China Orders Safety Checks After Bullet Train Crash
STEVE INSKEEP, host:
Let's follow up now on a train crash in China. Two bullet trains collided over the weekend, killing 39 people, we're told, injuring almost 200. And the crash has unleashed a storm of criticism against the government.
NPR's Louisa Lim joins us now from Beijing.
LOUISA LIM: Hi, Steve.
INSKEEP: So what's the latest on this crash and the follow up to it?
LIM: Well, the latest is that the government's ordered a two-month long safety check on the entire train system. And it really needs to do that in order to assuage the concern, because there's been an absolute outcry about this crash. I mean, what happened was that on Saturday night, two trains collided, and four carriages fell about 60 feet off a viaduct.

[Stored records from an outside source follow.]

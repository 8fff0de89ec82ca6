//! Saved conversations: a JSON array of `{"role", "content"}` records.

use crate::config::write_pretty_json;
use crate::error::{ChatError, Result};
use crate::turn::ChatTurn;
use std::path::Path;
use tracing::info;

/// Write `turns` to `path`.
///
/// # Errors
///
/// Rejects an empty history, and fails if the file cannot be written.
pub fn save(path: &Path, turns: &[ChatTurn]) -> Result<()> {
    if turns.is_empty() {
        return Err(ChatError::Config("no chat history to save".into()));
    }
    write_pretty_json(path, turns)?;
    info!(path = %path.display(), turns = turns.len(), "history saved");
    Ok(())
}

/// Read turns from `path`.
///
/// # Errors
///
/// Fails if the file cannot be read or is not a list of turns.
pub fn load(path: &Path) -> Result<Vec<ChatTurn>> {
    let content = std::fs::read_to_string(path)?;
    let turns: Vec<ChatTurn> = serde_json::from_str(&content)?;
    info!(path = %path.display(), turns = turns.len(), "history loaded");
    Ok(turns)
}

#[cfg(test)]
mod tests {
    use super::*;

    #[test]
    fn test_save_and_load() {
        let dir = tempfile::tempdir().unwrap();
        let path = dir.path().join("chat.json");
        let turns = vec![
            ChatTurn::user("What is 2+2?"),
            ChatTurn::assistant("<think>easy</think>4"),
        ];
        save(&path, &turns).unwrap();

        let written = std::fs::read_to_string(&path).unwrap();
        assert!(written.starts_with("[\n    {\n        \"role\": \"user\""));
        assert_eq!(load(&path).unwrap(), turns);
    }

    #[test]
    fn test_empty_history_rejected() {
        let dir = tempfile::tempdir().unwrap();
        let path = dir.path().join("chat.json");
        assert!(matches!(save(&path, &[]), Err(ChatError::Config(_))));
        assert!(!path.exists());
    }

    #[test]
    fn test_load_rejects_bad_records() {
        let dir = tempfile::tempdir().unwrap();
        let path = dir.path().join("chat.json");
        std::fs::write(&path, r#"[{"role": "robot", "content": "x"}]"#).unwrap();
        assert!(matches!(load(&path), Err(ChatError::Json(_))));
        assert!(matches!(
            load(&dir.path().join("missing.json")),
            Err(ChatError::Io(_))
        ));
    }
}
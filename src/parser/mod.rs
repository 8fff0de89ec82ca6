//! Block Parser: Split a message into text, code and reasoning segments.
//!
//! The parser is a pure function over the whole accumulated text. It is
//! called on every pacing tick, so it makes a single forward pass and never
//! fails: unterminated markers produce an open segment that runs to the end
//! of the input.
//!
//! # Marker precedence
//!
//! Reasoning asides are split first, code fences second. A `<think>` marker
//! that appears inside an unterminated code fence therefore opens a
//! reasoning segment and cuts the code segment short. Fences inside a
//! reasoning aside are part of the aside's content.
//!
//! ```rust
//! use chatwheel::parser::{parse, SegmentKind};
//!
//! let segments = parse("<think>hmm</think>Use ```rust\nfn main() {}\n```");
//! let kinds: Vec<_> = segments.iter().map(|s| s.kind).collect();
//! assert_eq!(kinds, [SegmentKind::Reasoning, SegmentKind::Text, SegmentKind::Code]);
//! ```

mod segment;

pub use segment::{Segment, SegmentKind, FENCE, THINK_CLOSE, THINK_OPEN};

/// Language tags at or above this length are treated as code.
const MAX_LANGUAGE_LEN: usize = 20;

/// Parse `text` into an ordered sequence of segments.
///
/// Blank text between structured segments is dropped. A message that is
/// entirely blank yields a single text segment so callers always have
/// something to render.
pub fn parse(text: &str) -> Vec<Segment> {
    let mut segments = Vec::new();
    let mut rest = text;

    while let Some(open) = rest.find(THINK_OPEN) {
        split_code(&rest[..open], &mut segments);
        let body = &rest[open + THINK_OPEN.len()..];
        if let Some(close) = body.find(THINK_CLOSE) {
            segments.push(Segment::reasoning(&body[..close], true));
            rest = &body[close + THINK_CLOSE.len()..];
        } else {
            segments.push(Segment::reasoning(body, false));
            rest = "";
            break;
        }
    }
    split_code(rest, &mut segments);

    if segments.is_empty() {
        segments.push(Segment::text(text));
    }
    segments
}

/// Split a region that contains no reasoning markers on code fences.
fn split_code(region: &str, out: &mut Vec<Segment>) {
    let mut rest = region;

    while let Some(open) = rest.find(FENCE) {
        push_text(&rest[..open], out);
        let body = &rest[open + FENCE.len()..];
        if let Some(close) = body.find(FENCE) {
            out.push(code_segment(&body[..close], true));
            rest = &body[close + FENCE.len()..];
        } else {
            out.push(code_segment(body, false));
            return;
        }
    }
    push_text(rest, out);
}

fn push_text(text: &str, out: &mut Vec<Segment>) {
    if !text.trim().is_empty() {
        out.push(Segment::text(text));
    }
}

/// Build a code segment, lifting a language tag off the first line.
fn code_segment(body: &str, closed: bool) -> Segment {
    match body.find('\n') {
        Some(eol) if is_language_tag(&body[..eol]) => {
            Segment::code(&body[eol + 1..], Some(body[..eol].to_string()), closed)
        }
        // Still typing the tag line of an open fence.
        None if !closed && is_language_tag(body) => {
            Segment::code("", Some(body.to_string()), false)
        }
        _ => Segment::code(body, None, closed),
    }
}

fn is_language_tag(line: &str) -> bool {
    !line.is_empty()
        && line.len() < MAX_LANGUAGE_LEN
        && line.chars().all(char::is_alphanumeric)
}
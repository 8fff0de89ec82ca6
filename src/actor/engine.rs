//! Conversation: Foreground owner of history and the live generation.
//!
//! The conversation is the entry point for hosts. It keeps the running list
//! of turns, starts at most one generation at a time and, on every
//! [`Conversation::tick`], drains the pump without blocking and hands the
//! events to the session's scheduler.
//!
//! Hosts either drive `tick` from their own timer, sleeping for
//! [`TickOutcome::next_delay`] between calls, or use
//! [`Conversation::run_to_completion`] when blocking is acceptable.

use super::messages::{SessionEvent, StreamEvent};
use super::pump::StreamPump;
use crate::client::{ChatBackend, ChatRequest};
use crate::error::{ChatError, Result};
use crate::render::ViewFactory;
use crate::session::{PacingPolicy, SessionPhase, TickOutcome, TypewriterScheduler};
use crate::turn::ChatTurn;
use crossbeam_channel::{unbounded, Receiver, Sender};
use std::sync::Arc;
use std::thread;
use tracing::{debug, info, warn};

/// The generation currently streaming.
struct LiveGeneration<F: ViewFactory> {
    /// Background producer.
    pump: StreamPump,
    /// Paces the visible text.
    scheduler: TypewriterScheduler<F>,
    /// Whether the pump's terminal event has been drained.
    terminal_seen: bool,
}

/// A chat conversation with at most one live generation.
pub struct Conversation<F: ViewFactory + Clone> {
    /// Where responses come from.
    backend: Arc<dyn ChatBackend>,
    /// Cloned into every new session.
    factory: F,
    /// Pacing for new sessions.
    policy: PacingPolicy,
    /// Selected model.
    model: Option<String>,
    /// Prepended to every request when set.
    system_prompt: Option<String>,
    /// Completed turns, oldest first.
    history: Vec<ChatTurn>,
    /// The streaming response, if any.
    live: Option<LiveGeneration<F>>,
    /// Lifecycle notifications.
    events_tx: Sender<SessionEvent>,
    events_rx: Receiver<SessionEvent>,
}

impl<F: ViewFactory + Clone> Conversation<F> {
    /// Create an empty conversation.
    pub fn new(backend: Arc<dyn ChatBackend>, factory: F, policy: PacingPolicy) -> Self {
        let (events_tx, events_rx) = unbounded();
        Self {
            backend,
            factory,
            policy,
            model: None,
            system_prompt: None,
            history: Vec::new(),
            live: None,
            events_tx,
            events_rx,
        }
    }

    /// Select the model for subsequent requests.
    pub fn set_model(&mut self, model: impl Into<String>) {
        self.model = Some(model.into());
    }

    /// The selected model.
    pub fn model(&self) -> Option<&str> {
        self.model.as_deref()
    }

    /// Set or clear the system prompt. Blank prompts clear it.
    pub fn set_system_prompt(&mut self, prompt: Option<&str>) {
        self.system_prompt = prompt
            .map(str::trim)
            .filter(|p| !p.is_empty())
            .map(str::to_string);
    }

    /// The system prompt, if any.
    pub fn system_prompt(&self) -> Option<&str> {
        self.system_prompt.as_deref()
    }

    /// Replace the pacing used by future sessions.
    pub fn set_policy(&mut self, policy: PacingPolicy) {
        self.policy = policy;
    }

    /// Completed turns, oldest first.
    pub fn history(&self) -> &[ChatTurn] {
        &self.history
    }

    /// Subscribe to lifecycle notifications.
    pub fn session_events(&self) -> Receiver<SessionEvent> {
        self.events_rx.clone()
    }

    /// Whether a response is streaming.
    pub const fn is_generating(&self) -> bool {
        self.live.is_some()
    }

    /// Phase of the live session.
    pub fn phase(&self) -> Option<SessionPhase> {
        self.live.as_ref().map(|live| live.scheduler.phase())
    }

    /// Views of the message being generated. Empty when idle.
    pub fn live_views(&self) -> &[F::View] {
        self.live
            .as_ref()
            .map_or(&[][..], |live| live.scheduler.views())
    }

    /// Text of the message being generated. Empty when idle.
    pub fn live_text(&self) -> &str {
        self.live
            .as_ref()
            .map_or("", |live| live.scheduler.visible_text())
    }

    /// Send a user message and start streaming the response.
    ///
    /// # Errors
    ///
    /// - [`ChatError::SessionActive`] while another response is streaming
    /// - [`ChatError::EmptyMessage`] for blank input
    /// - [`ChatError::NoModel`] if no model is selected
    /// - [`ChatError::Spawn`] if the pump thread cannot start
    pub fn send(&mut self, text: &str) -> Result<()> {
        if self.live.is_some() {
            return Err(ChatError::SessionActive);
        }
        let text = text.trim();
        if text.is_empty() {
            return Err(ChatError::EmptyMessage);
        }
        let model = self.model.clone().ok_or(ChatError::NoModel)?;

        self.history.push(ChatTurn::user(text));
        let request = ChatRequest::new(model.clone(), self.history.clone())
            .with_system_prompt(self.system_prompt.as_deref());

        let pump = match StreamPump::spawn(Arc::clone(&self.backend), request) {
            Ok(pump) => pump,
            Err(err) => {
                self.history.pop();
                return Err(err);
            }
        };
        let scheduler =
            TypewriterScheduler::new(self.policy.clone(), self.factory.clone(), pump.cancel_token());

        info!(%model, turns = self.history.len(), "generation started");
        self.live = Some(LiveGeneration {
            pump,
            scheduler,
            terminal_seen: false,
        });
        self.emit(SessionEvent::Started { model });
        Ok(())
    }

    /// Drain queued stream events and advance the live session one step.
    ///
    /// Never blocks. Returns [`TickOutcome::Idle`] when nothing is streaming.
    pub fn tick(&mut self) -> TickOutcome {
        let outcome = {
            let Some(live) = self.live.as_mut() else {
                return TickOutcome::Idle;
            };

            let drained = live.pump.drain();
            let mut events = drained.events;
            if events.iter().any(StreamEvent::is_terminal) {
                live.terminal_seen = true;
            }
            if drained.disconnected && !live.terminal_seen {
                live.terminal_seen = true;
                events.push(if live.scheduler.phase() == SessionPhase::Cancelling {
                    StreamEvent::Done
                } else {
                    StreamEvent::Error {
                        message: "stream ended unexpectedly".to_string(),
                    }
                });
            }
            live.scheduler.tick(events)
        };

        match &outcome {
            TickOutcome::Advanced { .. } => {
                let visible_len = self.live_text().len();
                self.emit(SessionEvent::Advanced { visible_len });
            }
            TickOutcome::Finished { content } => {
                info!(bytes = content.len(), "generation finished");
                self.history.push(ChatTurn::assistant(content.clone()));
                self.end_live();
                self.emit(SessionEvent::Finished {
                    visible_len: content.len(),
                });
            }
            TickOutcome::Failed { message, partial } => {
                warn!(%message, partial = partial.len(), "generation failed");
                if !partial.is_empty() {
                    self.history.push(ChatTurn::assistant(partial.clone()));
                }
                self.end_live();
                self.emit(SessionEvent::Failed {
                    message: message.clone(),
                });
            }
            TickOutcome::Waiting { .. } | TickOutcome::Idle => {}
        }
        outcome
    }

    /// Stop the live generation, keeping what is already visible.
    ///
    /// The session finishes on a later tick, once the pump confirms.
    /// Returns `false` if nothing was streaming.
    pub fn cancel(&mut self) -> bool {
        let cancelled = self
            .live
            .as_mut()
            .is_some_and(|live| live.scheduler.cancel());
        if cancelled {
            self.emit(SessionEvent::Cancelled);
        }
        cancelled
    }

    /// Drop all turns, abandoning any live generation.
    pub fn clear(&mut self) {
        if let Some(live) = self.live.take() {
            live.pump.cancel();
            debug!("live generation abandoned");
        }
        self.history.clear();
    }

    /// Replace the history wholesale.
    ///
    /// # Errors
    ///
    /// [`ChatError::SessionActive`] while a response is streaming.
    pub fn load_history(&mut self, turns: Vec<ChatTurn>) -> Result<()> {
        if self.live.is_some() {
            return Err(ChatError::SessionActive);
        }
        self.history = turns;
        Ok(())
    }

    /// Tick until the live session ends, sleeping between ticks.
    ///
    /// `on_tick` sees the conversation after every tick, e.g. to paint
    /// [`Conversation::live_views`]. Returns the terminal outcome, or
    /// [`TickOutcome::Idle`] if nothing was streaming.
    pub fn run_to_completion(&mut self, mut on_tick: impl FnMut(&Self, &TickOutcome)) -> TickOutcome {
        loop {
            let outcome = self.tick();
            on_tick(self, &outcome);
            match outcome.next_delay() {
                Some(delay) => thread::sleep(delay),
                None => return outcome,
            }
        }
    }

    fn end_live(&mut self) {
        if let Some(live) = self.live.take() {
            live.pump.join();
        }
    }

    fn emit(&self, event: SessionEvent) {
        let _ = self.events_tx.send(event);
    }
}

impl<F: ViewFactory + Clone> std::fmt::Debug for Conversation<F> {
    fn fmt(&self, f: &mut std::fmt::Formatter<'_>) -> std::fmt::Result {
        f.debug_struct("Conversation")
            .field("model", &self.model)
            .field("turns", &self.history.len())
            .field("generating", &self.live.is_some())
            .finish_non_exhaustive()
    }
}
//! Actor Model: Background streaming with a non-blocking foreground.
//!
//! Each request gets its own pump thread. The pump and the foreground share
//! nothing but a crossbeam channel and a cancellation flag:
//! - **Stream Pump**: reads the backend stream, sends cumulative chunks
//! - **Conversation**: drains the channel every tick and paces the output
//!
//! # Architecture
//!
//! ```text
//! ┌──────────────┐    StreamEvent      ┌──────────────┐
//! │ Pump Thread  │ ─────────────────▶  │              │
//! └──────────────┘                     │ Conversation │
//!        ▲                             │   (tick)     │
//!        │        CancelToken          │              │
//!        └──────────────────────────── │              │
//!                                      └──────────────┘
//!        │                                   │
//!        │ HTTP (NDJSON)                     │ SessionEvent
//!        ▼                                   ▼
//! ┌──────────────┐                     ┌──────────────┐
//! │ ChatBackend  │                     │     Host     │
//! └──────────────┘                     └──────────────┘
//! ```

mod cancel;
mod engine;
mod messages;
mod pump;

pub use cancel::CancelToken;
pub use engine::Conversation;
pub use messages::{SessionEvent, StreamEvent};
pub use pump::{Drained, StreamPump};
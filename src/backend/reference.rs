use std::time::Duration;

use async_trait::async_trait;

use super::service::BackendService;
use crate::config::BackendConfig;

/// In-process backend that answers after a fixed delay.
///
/// A zero latency resolves without yielding.
#[derive(Debug, Clone, Default)]
pub struct ReferenceService {
    fetch_latency: Duration,
    submit_latency: Duration,
}

impl ReferenceService {
    pub fn new(fetch_latency: Duration, submit_latency: Duration) -> Self {
        Self {
            fetch_latency,
            submit_latency,
        }
    }

    pub fn fetch_latency(&self) -> Duration {
        self.fetch_latency
    }

    pub fn submit_latency(&self) -> Duration {
        self.submit_latency
    }
}

impl From<&BackendConfig> for ReferenceService {
    fn from(config: &BackendConfig) -> Self {
        Self::new(
            Duration::from_millis(config.fetch_latency_ms),
            Duration::from_millis(config.submit_latency_ms),
        )
    }
}

async fn delay(latency: Duration) {
    if !latency.is_zero() {
        tokio::time::sleep(latency).await;
    }
}

#[async_trait]
impl BackendService for ReferenceService {
    fn name(&self) -> &'static str {
        "reference"
    }

    async fn fetch_initial_value(&self, seed: &str) -> String {
        delay(self.fetch_latency).await;
        format!("{} InitialValue", seed)
    }

    async fn submit_value(&self, value: &str) -> String {
        delay(self.submit_latency).await;
        format!("{} Succeeded", value)
    }
}

#[cfg(test)]
mod tests {
    use super::*;

    #[tokio::test]
    async fn fetch_appends_initial_value() {
        let service = ReferenceService::default();
        assert_eq!(
            service.fetch_initial_value("begin").await,
            "begin InitialValue"
        );
    }

    #[tokio::test]
    async fn submit_appends_succeeded() {
        let service = ReferenceService::default();
        assert_eq!(
            service.submit_value("begin InitialValue").await,
            "begin InitialValue Succeeded"
        );
    }

    #[test]
    fn latency_comes_from_config() {
        let service = ReferenceService::from(&BackendConfig {
            fetch_latency_ms: 250,
            submit_latency_ms: 40,
        });
        assert_eq!(service.fetch_latency(), Duration::from_millis(250));
        assert_eq!(service.submit_latency(), Duration::from_millis(40));
    }

    #[tokio::test(start_paused = true)]
    async fn latency_delays_response() {
        let service = ReferenceService::new(Duration::from_secs(5), Duration::ZERO);
        let started = tokio::time::Instant::now();
        service.fetch_initial_value("x").await;
        assert!(started.elapsed() >= Duration::from_secs(5));
    }
}
use async_trait::async_trait;

/// Contract for the two async calls the pipeline depends on.
///
/// Each call resolves exactly once with a single value. No failure channel is
/// modelled: implementations are expected to always eventually succeed.
#[async_trait]
pub trait BackendService: Send + Sync {
    /// Returns the name of this backend for logging.
    fn name(&self) -> &'static str;

    /// Fetch the initial value for `seed`.
    async fn fetch_initial_value(&self, seed: &str) -> String;

    /// Persist `value` and return the server's view of it.
    async fn submit_value(&self, value: &str) -> String;
}
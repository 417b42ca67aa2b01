use serde::{Deserialize, Serialize};

/// Root configuration container.
#[derive(Debug, Clone, PartialEq, Eq, Serialize, Deserialize, Default)]
pub struct Config {
    #[serde(default)]
    pub options: OptionsConfig,
    #[serde(default)]
    pub startup: StartupConfig,
    #[serde(default)]
    pub backend: BackendConfig,
}

/// Display labels bound to the two selectable options.
#[derive(Debug, Clone, PartialEq, Eq, Serialize, Deserialize)]
pub struct OptionsConfig {
    #[serde(default = "default_option_a_name")]
    pub option_a_name: String,
    #[serde(default = "default_option_b_name")]
    pub option_b_name: String,
}

/// Events emitted once when the controller starts.
#[derive(Debug, Clone, PartialEq, Eq, Serialize, Deserialize)]
pub struct StartupConfig {
    /// Seed passed with the startup `Load` event.
    #[serde(default = "default_seed")]
    pub seed: String,
}

/// Simulated latency of the reference backend.
#[derive(Debug, Clone, PartialEq, Eq, Serialize, Deserialize, Default)]
pub struct BackendConfig {
    /// Delay before `fetch_initial_value` resolves (default: 0).
    #[serde(default)]
    pub fetch_latency_ms: u64,
    /// Delay before `submit_value` resolves (default: 0).
    #[serde(default)]
    pub submit_latency_ms: u64,
}

fn default_option_a_name() -> String {
    "button1".to_string()
}

fn default_option_b_name() -> String {
    "button2".to_string()
}

fn default_seed() -> String {
    "begin".to_string()
}

impl Default for OptionsConfig {
    fn default() -> Self {
        Self {
            option_a_name: default_option_a_name(),
            option_b_name: default_option_b_name(),
        }
    }
}

impl Default for StartupConfig {
    fn default() -> Self {
        Self {
            seed: default_seed(),
        }
    }
}
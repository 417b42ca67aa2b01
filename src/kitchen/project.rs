//! State projection stage.

use super::accumulate::Step;
use super::event::Event;
use super::view_state::ViewState;

/// Continuation for a pending submit: the accumulator snapshot to send.
#[derive(Debug, Clone, PartialEq, Eq)]
pub struct SubmitRequest {
    pub snapshot: String,
}

/// View states to emit now, plus an optional submit whose result is
/// projected later by [`submit_completed`].
#[derive(Debug, Clone, PartialEq, Eq)]
pub struct Projection {
    pub states: Vec<ViewState>,
    pub submit: Option<SubmitRequest>,
}

impl Projection {
    fn now(states: Vec<ViewState>) -> Self {
        Self {
            states,
            submit: None,
        }
    }
}

/// Project a fold step into view states.
pub fn project(step: &Step) -> Projection {
    match &step.event {
        Event::Load(_) => Projection::now(vec![ViewState::StartedLoading]),
        Event::LoadFetched(_) => Projection::now(vec![
            ViewState::loaded(step.value.as_str()),
            ViewState::FinishedLoading,
        ]),
        Event::UserSelected(_) => Projection::now(vec![ViewState::loaded(step.value.as_str())]),
        Event::Submit => Projection {
            states: vec![ViewState::StartedLoading],
            submit: Some(SubmitRequest {
                snapshot: step.value.clone(),
            }),
        },
        Event::Noop => Projection::now(vec![ViewState::Noop]),
    }
}

/// Trailing states once a submit resolved with `result`.
pub fn submit_completed(result: String) -> [ViewState; 3] {
    [
        ViewState::loaded(result),
        ViewState::FinishedLoading,
        ViewState::CompletedSubmit,
    ]
}

#[cfg(test)]
mod tests {
    use super::*;

    #[test]
    fn load_starts_loading() {
        let projection = project(&Step::new("", Event::Load("begin".into())));
        assert_eq!(projection.states, vec![ViewState::StartedLoading]);
        assert!(projection.submit.is_none());
    }

    #[test]
    fn load_fetched_shows_page_then_finishes() {
        let projection = project(&Step::new(
            "begin InitialValue",
            Event::LoadFetched("begin InitialValue".into()),
        ));
        assert_eq!(
            projection.states,
            vec![
                ViewState::loaded("begin InitialValue"),
                ViewState::FinishedLoading
            ]
        );
    }

    #[test]
    fn user_selected_shows_accumulated_value() {
        let projection = project(&Step::new("X Y", Event::UserSelected("Y".into())));
        assert_eq!(projection.states, vec![ViewState::loaded("X Y")]);
    }

    #[test]
    fn submit_starts_loading_and_snapshots_value() {
        let projection = project(&Step::new("X", Event::Submit));
        assert_eq!(projection.states, vec![ViewState::StartedLoading]);
        assert_eq!(
            projection.submit,
            Some(SubmitRequest {
                snapshot: "X".into()
            })
        );
    }

    #[test]
    fn noop_projects_noop() {
        let projection = project(&Step::new("X", Event::Noop));
        assert_eq!(projection.states, vec![ViewState::Noop]);
        assert!(projection.submit.is_none());
    }

    #[test]
    fn submit_completion_order() {
        assert_eq!(
            submit_completed("X Succeeded".into()),
            [
                ViewState::loaded("X Succeeded"),
                ViewState::FinishedLoading,
                ViewState::CompletedSubmit,
            ]
        );
    }
}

At first, the government blamed a lightning strike, which it said had knocked out power to one train. But still, a lot of people are asking questions about why the automatic computer warning systems didn't seem to have worked. And the government really needs to show that the train system is safe.
INSKEEP: Well, I want to understand that, because - not to minimize this accident, but this is a very large country that has an awful lot of safety problems and large accidents. Why has this one touched off such criticism?
LIM: Well, I think in particular this has been a huge blow to national pride, because this railway network was supposed to be the world's most advanced railway network. And yet ever since it opened there've been all kinds of power failures and debt problems and corruption problems.
And then this accident happened, and it really highlighted what many people feel has gone wrong with China's political culture: the rampant corruption, the love of these kind of prestige projects. And the feeling is the opening of the rail line was pushed forward perhaps before safety checks had taken place.
INSKEEP: Has the frustration grown so much that people are beginning to question this narrative that many people in the world seem to accept, that China is on its way to world dominance?
LIM: Well, at the moment, people are still focused on what actually happened, and they're asking a lot of questions about the government's narrative for this particular accident, because there has been a huge perception that there's been a cover up.
I mean, just about 36 hours after the accident, officials started destroying and burying the train carriages that had fallen from the viaduct. And at first, they said this was necessary to safeguard Chinese technology. And then there was another argument that the wreckage needed to be removed and buried for the rescue effort to go ahead.
But people are just absolutely outraged by this. on China's Twitter platform, people are saying it was not just the train that was buried that day, but the truth, too.
INSKEEP: Hmm. Well, how publicly can people criticize the government there on an issue like this?
LIM: Well, in this case, the Internet has played a huge, huge role in the debate. I mean, the government's really tried to muzzle the state-run press to tell its own story, but that's really been eroded by the effect of the Internet. And, you know, they're posting angry videos of press conferences with reporters even shouting at government officials. So the Internet has been very, very effective in this case at questioning the government's version of what really happened.
INSKEEP: Well, let me ask about one consequence of this. The Chinese were hoping to export their high-speed train technology overseas. What happens to that market when there's a well-publicized crash like this?
LIM: Well, this will deal a huge blow, maybe even a fatal blow, to China's attempts to export its train technology. Even in the U.S., a Chinese company had been hoping to bid for the line connecting San Francisco and L.A. Now, analysts say the accident will make that politically unpalatable.
And in Thailand and Hong Kong, there had been plans for Chinese companies to build rail lines. And there are already questions being asked in the media there about whether these plans should, in fact, go ahead. So, for the government, there are economic consequences, as well as political ones.
INSKEEP: Louisa, thanks very much.
LIM: Thank you, Steve.
INSKEEP: NPR's Louisa Lim, from Beijing. You hear her on NPR News.